You might not have a meeting with an agent scheduled yet, maybe you’re not even looking for one, but it’s never too early to learn what you need when signing with an agent later in your career. If you already know how to get an agent and do have a meeting already coming up — wonderful; more reason for you to read this and take the advice of what to have with you and what to expect.
After you sign with an agent, they probably won’t request all of this from you right away. However, you must be prepared to get lucky and be sent over into auditions and maybe even booking a few from the get go. It’s always better to be prepared for whenever the luck strikes you.

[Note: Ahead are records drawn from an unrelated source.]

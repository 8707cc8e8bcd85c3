/*
 * Copyright 2025 Security Union LLC
 *
 * Licensed under either of
 *
 * * Apache License, Version 2.0
 *   (http://www.apache.org/licenses/LICENSE-2.0)
 * * MIT license
 *   (http://opensource.org/licenses/MIT)
 *
 * at your option.
 */

//! In-process user directory.

use std::collections::HashMap;

use async_trait::async_trait;
use chrono::Utc;
use tokio::sync::Mutex;

use crate::error::AuthError;

use super::users::{IdentityRecord, UpsertIdentity, UserDirectory};

struct Inner {
    next_id: i64,
    by_external_id: HashMap<String, IdentityRecord>,
}

pub struct MemoryUserDirectory {
    inner: Mutex<Inner>,
}

impl MemoryUserDirectory {
    pub fn new() -> Self {
        Self::starting_at(1)
    }

    /// Assign ids sequentially from `first_id`.
    pub fn starting_at(first_id: i64) -> Self {
        Self {
            inner: Mutex::new(Inner {
                next_id: first_id,
                by_external_id: HashMap::new(),
            }),
        }
    }

    pub async fn len(&self) -> usize {
        self.inner.lock().await.by_external_id.len()
    }
}

impl Default for MemoryUserDirectory {
    fn default() -> Self {
        Self::new()
    }
}

#[async_trait]
impl UserDirectory for MemoryUserDirectory {
    async fn upsert_by_external_id(
        &self,
        identity: &UpsertIdentity,
    ) -> Result<IdentityRecord, AuthError> {
        let mut inner = self.inner.lock().await;
        let now = Utc::now();

        if let Some(record) = inner.by_external_id.get_mut(&identity.external_id) {
            record.email = identity.email.clone();
            record.name = identity.name.clone();
            record.picture = identity.picture.clone();
            record.locale = identity.locale.clone();
            record.verified_email = identity.verified_email;
            record.updated_at = now;
            record.last_login_at = identity.login_at;
            return Ok(record.clone());
        }

        let id = inner.next_id;
        inner.next_id += 1;
        let record = IdentityRecord {
            id,
            external_id: identity.external_id.clone(),
            email: identity.email.clone(),
            name: identity.name.clone(),
            picture: identity.picture.clone(),
            locale: identity.locale.clone(),
            verified_email: identity.verified_email,
            created_at: now,
            updated_at: now,
            last_login_at: identity.login_at,
        };
        inner
            .by_external_id
            .insert(record.external_id.clone(), record.clone());
        Ok(record)
    }

    async fn find_by_external_id(
        &self,
        external_id: &str,
    ) -> Result<Option<IdentityRecord>, AuthError> {
        Ok(self
            .inner
            .lock()
            .await
            .by_external_id
            .get(external_id)
            .cloned())
    }
}

#[cfg(test)]
mod tests {
    use super::*;
    use std::sync::Arc;

    fn upsert(external_id: &str, email: &str) -> UpsertIdentity {
        UpsertIdentity {
            external_id: external_id.to_string(),
            email: email.to_string(),
            name: None,
            picture: None,
            locale: None,
            verified_email: false,
            login_at: Utc::now(),
        }
    }

    #[tokio::test]
    async fn first_login_creates_with_starting_id() {
        let dir = MemoryUserDirectory::starting_at(42);
        let record = dir.upsert_by_external_id(&upsert("g-1", "a@b.com")).await.unwrap();
        assert_eq!(record.id, 42);
        assert_eq!(record.created_at, record.updated_at);

        let other = dir.upsert_by_external_id(&upsert("g-2", "c@d.com")).await.unwrap();
        assert_eq!(other.id, 43);
    }

    #[tokio::test]
    async fn repeated_upsert_updates_in_place() {
        let dir = MemoryUserDirectory::new();
        let first = dir.upsert_by_external_id(&upsert("g-1", "old@b.com")).await.unwrap();
        tokio::time::sleep(std::time::Duration::from_millis(5)).await;

        let mut again = upsert("g-1", "new@b.com");
        again.verified_email = true;
        let second = dir.upsert_by_external_id(&again).await.unwrap();

        assert_eq!(second.id, first.id);
        assert_eq!(second.email, "new@b.com");
        assert!(second.verified_email);
        assert_eq!(second.created_at, first.created_at);
        assert!(second.updated_at > first.updated_at);
        assert!(second.last_login_at >= first.last_login_at);
        assert_eq!(dir.len().await, 1);
    }

    #[tokio::test]
    async fn find_returns_none_for_unknown_id() {
        let dir = MemoryUserDirectory::new();
        assert!(dir.find_by_external_id("nobody").await.unwrap().is_none());
    }

    #[tokio::test(flavor = "multi_thread", worker_threads = 4)]
    async fn concurrent_first_logins_create_one_record() {
        let dir = Arc::new(MemoryUserDirectory::new());
        let handles: Vec<_> = (0..16)
            .map(|_| {
                let dir = Arc::clone(&dir);
                tokio::spawn(async move {
                    dir.upsert_by_external_id(&upsert("g-race", "r@b.com"))
                        .await
                        .unwrap()
                        .id
                })
            })
            .collect();

        let ids: Vec<i64> = futures::future::join_all(handles)
            .await
            .into_iter()
            .map(|r| r.unwrap())
            .collect();
        assert!(ids.iter().all(|id| *id == ids[0]));
        assert_eq!(dir.len().await, 1);
    }
}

Headshots. This is of course your responsibility number one; and the headshots must be current. The photograph has to represent the way you look right now and not what you looked like 5 months ago. If you go to an audition, and the casting director doesn’t see what he/she was expecting to see, they will call your agent and complain about you.

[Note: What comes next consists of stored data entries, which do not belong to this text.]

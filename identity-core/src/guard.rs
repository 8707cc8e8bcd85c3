/*
 * Copyright 2025 Security Union LLC
 *
 * Licensed under either of
 *
 * * Apache License, Version 2.0
 *   (http://www.apache.org/licenses/LICENSE-2.0)
 * * MIT license
 *   (http://opensource.org/licenses/MIT)
 *
 * at your option.
 */

//! Request gate: bearer authentication followed by optional policy checks.
//!
//! A bearer token is either self-issued (HS256, signed by [`TokenIssuer`]) or
//! federated (RS*, signed by the Cognito pool). The `iss` claim, read without
//! verification, only selects which verifier runs; the selected verifier then
//! checks everything, including `iss` itself.

use std::collections::HashMap;
use std::sync::Arc;

use base64::engine::general_purpose::URL_SAFE_NO_PAD;
use base64::Engine;
use chrono::{DateTime, Utc};
use serde::Deserialize;

use crate::error::AuthError;
use crate::federated::RemoteKeySetVerifier;
use crate::policy::{Decision, PolicyEvaluator, PolicyRequest};
use crate::token::TokenIssuer;

#[derive(Debug, Clone, Copy, PartialEq, Eq)]
pub enum TokenOrigin {
    SelfIssued,
    Federated,
}

/// Identity established for one request, handed to downstream handlers.
#[derive(Debug, Clone, PartialEq)]
pub struct AuthenticatedRequest {
    pub subject: String,
    pub email: Option<String>,
    pub raw_token: String,
    pub origin: TokenOrigin,
}

/// An action a handler requires on a resource.
#[derive(Debug, Clone, Default)]
pub struct Permission {
    pub resource: String,
    pub action: String,
    pub context: HashMap<String, serde_json::Value>,
}

impl Permission {
    pub fn new(resource: impl Into<String>, action: impl Into<String>) -> Self {
        Self {
            resource: resource.into(),
            action: action.into(),
            context: HashMap::new(),
        }
    }

    pub fn with_context(mut self, key: impl Into<String>, value: serde_json::Value) -> Self {
        self.context.insert(key.into(), value);
        self
    }
}

#[derive(Deserialize)]
struct UnverifiedIssuer {
    #[serde(default)]
    iss: Option<String>,
}

pub struct AccessGuard {
    issuer: Arc<TokenIssuer>,
    federated: Option<Arc<RemoteKeySetVerifier>>,
    policy: Arc<dyn PolicyEvaluator>,
}

impl AccessGuard {
    pub fn new(
        issuer: Arc<TokenIssuer>,
        federated: Option<Arc<RemoteKeySetVerifier>>,
        policy: Arc<dyn PolicyEvaluator>,
    ) -> Self {
        Self {
            issuer,
            federated,
            policy,
        }
    }

    /// Select the verifier for `token` from its unverified `iss` claim.
    pub fn origin_of(&self, token: &str) -> Result<TokenOrigin, AuthError> {
        let payload = token
            .split('.')
            .nth(1)
            .ok_or_else(|| AuthError::Validation("malformed token".to_string()))?;
        let bytes = URL_SAFE_NO_PAD
            .decode(payload)
            .map_err(|e| AuthError::Validation(format!("malformed token payload: {e}")))?;
        let claims: UnverifiedIssuer = serde_json::from_slice(&bytes)
            .map_err(|e| AuthError::Validation(format!("malformed token claims: {e}")))?;
        let iss = claims
            .iss
            .ok_or_else(|| AuthError::Validation("token has no issuer".to_string()))?;

        if iss == self.issuer.issuer() {
            return Ok(TokenOrigin::SelfIssued);
        }
        match &self.federated {
            Some(verifier) if iss == verifier.expected_issuer() => Ok(TokenOrigin::Federated),
            _ => Err(AuthError::Validation(format!("unrecognized issuer: {iss}"))),
        }
    }

    pub fn authenticate(&self, token: &str) -> Result<AuthenticatedRequest, AuthError> {
        self.authenticate_at(token, Utc::now())
    }

    pub fn authenticate_at(
        &self,
        token: &str,
        now: DateTime<Utc>,
    ) -> Result<AuthenticatedRequest, AuthError> {
        if token.is_empty() {
            return Err(AuthError::Validation("missing bearer token".to_string()));
        }

        let origin = self.origin_of(token)?;
        let (subject, email) = match origin {
            TokenOrigin::SelfIssued => {
                let claims = self.issuer.verify_at(token, now)?;
                (claims.sub, Some(claims.email).filter(|e| !e.is_empty()))
            }
            TokenOrigin::Federated => {
                let verifier = self.federated.as_ref().ok_or_else(|| {
                    AuthError::Validation("federated verification is not configured".to_string())
                })?;
                let claims = verifier.verify_at(token, now)?;
                (claims.sub, claims.email)
            }
        };

        Ok(AuthenticatedRequest {
            subject,
            email,
            raw_token: token.to_string(),
            origin,
        })
    }

    pub fn authorize(
        &self,
        subject: &str,
        resource: &str,
        action: &str,
        context: HashMap<String, serde_json::Value>,
    ) -> Decision {
        self.policy.evaluate(&PolicyRequest {
            subject: subject.to_string(),
            resource: resource.to_string(),
            action: action.to_string(),
            context,
        })
    }

    /// Authenticate, then authorize when a permission is required. A denial
    /// carries no detail beyond "not permitted".
    pub fn protect(
        &self,
        token: &str,
        permission: Option<&Permission>,
    ) -> Result<AuthenticatedRequest, AuthError> {
        let request = self.authenticate(token)?;
        if let Some(p) = permission {
            let decision = self.authorize(
                &request.subject,
                &p.resource,
                &p.action,
                p.context.clone(),
            );
            if !decision.is_allowed() {
                return Err(AuthError::Forbidden);
            }
        }
        Ok(request)
    }
}

#[cfg(test)]
mod tests {
    use super::*;
    use crate::federated::{testing, KeySet};
    use crate::policy::{actions, Effect, PolicyStatement, StatementPolicy};
    use jsonwebtoken::Algorithm;
    use std::sync::atomic::{AtomicUsize, Ordering};

    const KID: &str = "kid-1";

    struct CountingEvaluator {
        calls: AtomicUsize,
        decision: Decision,
    }

    impl PolicyEvaluator for CountingEvaluator {
        fn evaluate(&self, _request: &PolicyRequest) -> Decision {
            self.calls.fetch_add(1, Ordering::SeqCst);
            self.decision
        }
    }

    fn issuer() -> Arc<TokenIssuer> {
        Arc::new(
            TokenIssuer::new("guard-secret", "identity-core", chrono::Duration::minutes(10), None)
                .unwrap(),
        )
    }

    fn verifier() -> Arc<RemoteKeySetVerifier> {
        let keys = KeySet::from_json(&testing::jwks_json(&[KID])).unwrap();
        Arc::new(RemoteKeySetVerifier::new(testing::POOL_ID, testing::REGION, keys).unwrap())
    }

    fn guard_with(policy: Arc<dyn PolicyEvaluator>) -> AccessGuard {
        AccessGuard::new(issuer(), Some(verifier()), policy)
    }

    fn counting(decision: Decision) -> Arc<CountingEvaluator> {
        Arc::new(CountingEvaluator {
            calls: AtomicUsize::new(0),
            decision,
        })
    }

    #[test]
    fn self_issued_token_authenticates() {
        let guard = guard_with(Arc::new(StatementPolicy::empty()));
        let token = guard.issuer.issue("42", "a@b.com").unwrap();

        assert_eq!(guard.origin_of(&token).unwrap(), TokenOrigin::SelfIssued);
        let req = guard.authenticate(&token).unwrap();
        assert_eq!(req.subject, "42");
        assert_eq!(req.email.as_deref(), Some("a@b.com"));
        assert_eq!(req.origin, TokenOrigin::SelfIssued);
        assert_eq!(req.raw_token, token);
    }

    #[test]
    fn federated_token_authenticates() {
        let guard = guard_with(Arc::new(StatementPolicy::empty()));
        let now = Utc::now();
        let claims = testing::claims(&testing::issuer(), "access", now.timestamp(), 300);
        let token = testing::sign(Some(KID), Algorithm::RS256, &claims);

        let req = guard.authenticate_at(&token, now).unwrap();
        assert_eq!(req.origin, TokenOrigin::Federated);
        assert_eq!(req.email.as_deref(), Some("fed@example.com"));
    }

    #[test]
    fn unknown_issuer_is_rejected() {
        let guard = guard_with(Arc::new(StatementPolicy::empty()));
        let now = Utc::now();
        let claims = testing::claims("https://evil.example", "id", now.timestamp(), 300);
        let token = testing::sign(Some(KID), Algorithm::RS256, &claims);
        assert!(matches!(
            guard.origin_of(&token),
            Err(AuthError::Validation(_))
        ));
    }

    #[test]
    fn federated_issuer_without_verifier_is_rejected() {
        let guard = AccessGuard::new(issuer(), None, Arc::new(StatementPolicy::empty()));
        let now = Utc::now();
        let claims = testing::claims(&testing::issuer(), "id", now.timestamp(), 300);
        let token = testing::sign(Some(KID), Algorithm::RS256, &claims);
        assert!(guard.authenticate_at(&token, now).is_err());
    }

    #[test]
    fn forged_self_issued_token_fails_full_verification() {
        let guard = guard_with(Arc::new(StatementPolicy::empty()));
        let forger =
            TokenIssuer::new("not-the-secret", "identity-core", chrono::Duration::minutes(5), None)
                .unwrap();
        let token = forger.issue("1", "").unwrap();

        assert_eq!(guard.origin_of(&token).unwrap(), TokenOrigin::SelfIssued);
        assert!(matches!(
            guard.authenticate(&token),
            Err(AuthError::Validation(_))
        ));
    }

    #[test]
    fn garbage_token_is_rejected() {
        let guard = guard_with(Arc::new(StatementPolicy::empty()));
        assert!(guard.authenticate("").is_err());
        assert!(guard.authenticate("not-a-jwt").is_err());
        assert!(guard.authenticate("a.%%%.c").is_err());
    }

    #[test]
    fn failed_authentication_never_consults_policy() {
        let evaluator = counting(Decision::Allow);
        let guard = guard_with(evaluator.clone());

        let permission = Permission::new("users:1", actions::READ);
        let result = guard.protect("bogus.token.value", Some(&permission));
        assert!(result.is_err());
        assert_eq!(evaluator.calls.load(Ordering::SeqCst), 0);
    }

    #[test]
    fn deny_is_reported_as_forbidden() {
        let evaluator = counting(Decision::Deny);
        let guard = guard_with(evaluator.clone());
        let token = guard.issuer.issue("42", "a@b.com").unwrap();

        let result = guard.protect(&token, Some(&Permission::new("users:7", actions::DELETE)));
        match result {
            Err(err @ AuthError::Forbidden) => assert_eq!(err.to_string(), "not permitted"),
            other => panic!("expected Forbidden, got {other:?}"),
        }
        assert_eq!(evaluator.calls.load(Ordering::SeqCst), 1);
    }

    #[test]
    fn protect_without_permission_only_authenticates() {
        let evaluator = counting(Decision::Deny);
        let guard = guard_with(evaluator.clone());
        let token = guard.issuer.issue("42", "").unwrap();

        let req = guard.protect(&token, None).unwrap();
        assert_eq!(req.subject, "42");
        assert!(req.email.is_none());
        assert_eq!(evaluator.calls.load(Ordering::SeqCst), 0);
    }

    #[test]
    fn statement_policy_allows_owner_by_context() {
        let policy = StatementPolicy::new(vec![PolicyStatement {
            id: "own-profile".to_string(),
            effect: Effect::Allow,
            subjects: vec!["*".to_string()],
            resources: vec!["users:*".to_string()],
            actions: vec![actions::READ.to_string()],
            conditions: HashMap::from([("owner".to_string(), serde_json::json!(true))]),
        }])
        .unwrap();
        let guard = guard_with(Arc::new(policy));
        let token = guard.issuer.issue("42", "a@b.com").unwrap();

        let own = Permission::new("users:42", actions::READ)
            .with_context("owner", serde_json::json!(true));
        assert!(guard.protect(&token, Some(&own)).is_ok());

        let other = Permission::new("users:7", actions::READ)
            .with_context("owner", serde_json::json!(false));
        assert!(matches!(
            guard.protect(&token, Some(&other)),
            Err(AuthError::Forbidden)
        ));
    }
}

Acting CV/Resume. This one is no less important than headshots, and it also must be current, for your own sake. Make sure you update your resume with every single credit you receive — play, film, independent or even student project — anything goes (expect for background work). You’re the only one in charge here.
Material. Whenever you go for an audition, people casting the part will tell you what they’re looking for you to perform. However, it’s always good to have 2-3 at least monologues in your pocket, prepared and memorized to a tee. I would say usually the best choice for such monologues would be one modern dramatic, one modern comedy and one classical for those theatrical auditions. Keep working at them at home every once in a while too.

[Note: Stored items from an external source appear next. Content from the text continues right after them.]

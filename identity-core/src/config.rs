/*
 * Copyright 2025 Security Union LLC
 *
 * Licensed under either of
 *
 * * Apache License, Version 2.0
 *   (http://www.apache.org/licenses/LICENSE-2.0)
 * * MIT license
 *   (http://opensource.org/licenses/MIT)
 *
 * at your option.
 */

//! Application configuration loaded from environment variables.

use std::env;
use std::time::Duration;

/// Secret used when `AUTH_JWT_SECRET` is unset. Never acceptable in production.
pub const DEFAULT_JWT_SECRET: &str = "dev-secret-change-me";

pub const GOOGLE_AUTH_URL: &str = "https://accounts.google.com/o/oauth2/v2/auth";
pub const GOOGLE_TOKEN_URL: &str = "https://oauth2.googleapis.com/token";
pub const GOOGLE_USERINFO_URL: &str = "https://www.googleapis.com/oauth2/v2/userinfo";

/// Minimal profile scopes requested when none are configured.
pub fn default_google_scopes() -> Vec<String> {
    vec![
        "https://www.googleapis.com/auth/userinfo.email".to_string(),
        "https://www.googleapis.com/auth/userinfo.profile".to_string(),
    ]
}

/// Configuration for the identity core.
#[derive(Debug, Clone)]
pub struct Config {
    /// PostgreSQL connection string.
    pub database_url: String,
    /// Redis connection string for the OAuth state store.
    pub redis_url: String,
    /// Session token settings.
    pub auth: AuthConfig,
    /// Google OAuth configuration. `None` if `GOOGLE_OAUTH_CLIENT_ID` is unset or empty.
    pub oauth: Option<OAuthConfig>,
    /// Cognito verification. `None` if `COGNITO_USER_POOL_ID` is unset or empty.
    pub federated: Option<FederatedConfig>,
    /// Lifetime of a login state (default: 5 minutes).
    pub state_ttl: Duration,
    /// Upper bound for every outbound provider call.
    pub http_timeout: Duration,
    /// JSON policy document for the access guard. `None` denies everything.
    pub policy_path: Option<String>,
}

/// Self-issued session token settings.
#[derive(Debug, Clone)]
pub struct AuthConfig {
    pub jwt_secret: String,
    pub jwt_issuer: String,
    pub jwt_expiration: chrono::Duration,
    pub jwt_audience: Option<String>,
}

/// Google OAuth client configuration.
#[derive(Debug, Clone)]
pub struct OAuthConfig {
    pub client_id: String,
    pub client_secret: String,
    pub redirect_url: String,
    pub scopes: Vec<String>,
    pub auth_url: String,
    pub token_url: String,
    pub userinfo_url: String,
}

/// Cognito user pool whose tokens are accepted.
#[derive(Debug, Clone)]
pub struct FederatedConfig {
    pub user_pool_id: String,
    pub region: String,
    /// Overrides the key-set URL derived from region and pool id.
    pub jwks_url: Option<String>,
}

impl Config {
    /// Load configuration from environment variables.
    ///
    /// # Required
    /// - `DATABASE_URL`
    ///
    /// # Optional
    /// - `REDIS_URL` (default: `"redis://127.0.0.1:6379"`)
    /// - `AUTH_JWT_SECRET`, `AUTH_JWT_ISSUER` (default: `"identity-core"`),
    ///   `AUTH_JWT_EXP_MINUTES` (default: `"60"`), `AUTH_JWT_AUDIENCE`
    /// - OAuth: `GOOGLE_OAUTH_CLIENT_ID`, `GOOGLE_OAUTH_CLIENT_SECRET`,
    ///   `GOOGLE_OAUTH_REDIRECT_URL`, `GOOGLE_OAUTH_SCOPES` (comma separated),
    ///   `GOOGLE_OAUTH_AUTH_URL`, `GOOGLE_OAUTH_TOKEN_URL`, `GOOGLE_OAUTH_USERINFO_URL`
    /// - Cognito: `COGNITO_USER_POOL_ID`, `COGNITO_REGION`, `COGNITO_JWKS_URL`
    /// - `OAUTH_STATE_TTL_SECS` (default: `"300"`), `HTTP_TIMEOUT_SECS` (default: `"10"`)
    /// - `POLICY_PATH`
    pub fn from_env() -> Result<Self, String> {
        Self::from_lookup(|key| env::var(key).ok())
    }

    /// Load configuration through an arbitrary variable lookup.
    pub fn from_lookup<F>(lookup: F) -> Result<Self, String>
    where
        F: Fn(&str) -> Option<String>,
    {
        let var = |key: &str| lookup(key).filter(|s| !s.is_empty());

        let database_url =
            var("DATABASE_URL").ok_or("DATABASE_URL environment variable is required")?;
        let redis_url = var("REDIS_URL").unwrap_or_else(|| "redis://127.0.0.1:6379".to_string());

        let jwt_secret = var("AUTH_JWT_SECRET").unwrap_or_else(|| DEFAULT_JWT_SECRET.to_string());
        if jwt_secret == DEFAULT_JWT_SECRET {
            tracing::warn!("Using default JWT secret, override AUTH_JWT_SECRET in production");
        }
        let jwt_exp_minutes = parse_int(&var, "AUTH_JWT_EXP_MINUTES", 60)?;
        let auth = AuthConfig {
            jwt_secret,
            jwt_issuer: var("AUTH_JWT_ISSUER").unwrap_or_else(|| "identity-core".to_string()),
            jwt_expiration: chrono::Duration::try_minutes(jwt_exp_minutes)
                .ok_or("AUTH_JWT_EXP_MINUTES is out of range")?,
            jwt_audience: var("AUTH_JWT_AUDIENCE"),
        };

        let oauth = var("GOOGLE_OAUTH_CLIENT_ID")
            .map(|client_id| {
                Ok::<_, String>(OAuthConfig {
                    client_id,
                    client_secret: var("GOOGLE_OAUTH_CLIENT_SECRET").ok_or(
                        "GOOGLE_OAUTH_CLIENT_SECRET required when GOOGLE_OAUTH_CLIENT_ID is set",
                    )?,
                    redirect_url: var("GOOGLE_OAUTH_REDIRECT_URL").ok_or(
                        "GOOGLE_OAUTH_REDIRECT_URL required when GOOGLE_OAUTH_CLIENT_ID is set",
                    )?,
                    scopes: var("GOOGLE_OAUTH_SCOPES")
                        .map(|raw| parse_scopes(&raw))
                        .filter(|scopes| !scopes.is_empty())
                        .unwrap_or_else(default_google_scopes),
                    auth_url: var("GOOGLE_OAUTH_AUTH_URL")
                        .unwrap_or_else(|| GOOGLE_AUTH_URL.to_string()),
                    token_url: var("GOOGLE_OAUTH_TOKEN_URL")
                        .unwrap_or_else(|| GOOGLE_TOKEN_URL.to_string()),
                    userinfo_url: var("GOOGLE_OAUTH_USERINFO_URL")
                        .unwrap_or_else(|| GOOGLE_USERINFO_URL.to_string()),
                })
            })
            .transpose()?;

        let federated = var("COGNITO_USER_POOL_ID")
            .map(|user_pool_id| {
                Ok::<_, String>(FederatedConfig {
                    user_pool_id,
                    region: var("COGNITO_REGION")
                        .ok_or("COGNITO_REGION required when COGNITO_USER_POOL_ID is set")?,
                    jwks_url: var("COGNITO_JWKS_URL"),
                })
            })
            .transpose()?;

        let state_ttl = parse_positive_secs(&var, "OAUTH_STATE_TTL_SECS", 300)?;
        let http_timeout = parse_positive_secs(&var, "HTTP_TIMEOUT_SECS", 10)?;

        tracing::info!("Configuration loaded from environment variables");

        Ok(Self {
            database_url,
            redis_url,
            auth,
            oauth,
            federated,
            state_ttl,
            http_timeout,
            policy_path: var("POLICY_PATH"),
        })
    }
}

fn parse_int<F>(var: &F, key: &str, default: i64) -> Result<i64, String>
where
    F: Fn(&str) -> Option<String>,
{
    match var(key) {
        Some(raw) => raw
            .trim()
            .parse::<i64>()
            .map_err(|_| format!("{key} must be a valid integer")),
        None => Ok(default),
    }
}

fn parse_positive_secs<F>(var: &F, key: &str, default: i64) -> Result<Duration, String>
where
    F: Fn(&str) -> Option<String>,
{
    let secs = parse_int(var, key, default)?;
    u64::try_from(secs)
        .ok()
        .filter(|secs| *secs > 0)
        .map(Duration::from_secs)
        .ok_or_else(|| format!("{key} must be positive"))
}

/// Split a comma-separated scope list, dropping blanks.
pub fn parse_scopes(raw: &str) -> Vec<String> {
    raw.split(',')
        .map(str::trim)
        .filter(|s| !s.is_empty())
        .map(str::to_string)
        .collect()
}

Passport. This one depend on what stage your career is at the moment. If you’re doing a lot of print, if you’re going for commercials and auditioning for independent films, there is a very big chance that you might need to travel abroad for filming, and not always within the EU. Have all your travel documents, including passport, already prepared so that the only thing you might need is visa.
Online profiles. This also includes your personal websites, if you have one (you better do). Keep all your online casting profiles, Spotlight, CCP, etc. updated and ready for your agent to review if need be. You never know what might happen — the agent might lose your CV in the huge pile of others, and he/she just got a call from a casting director about a part they need filled in. If your agent immediately thinks of you, they might need to glance over your resume if you fit the part — for such occasions, updated profiles/websites with current headshots and CV are necessary.
That should sort you out for your very first meeting with an agent in London. If you have doubt about whether you should bring anything else that you’ve got prepared, like business card with your headshot on it — just take those along. If the agent asks for something, it’s better to have it with you. Now here’s hoping you were reading this article because you do have a meeting with an agent. Break a leg!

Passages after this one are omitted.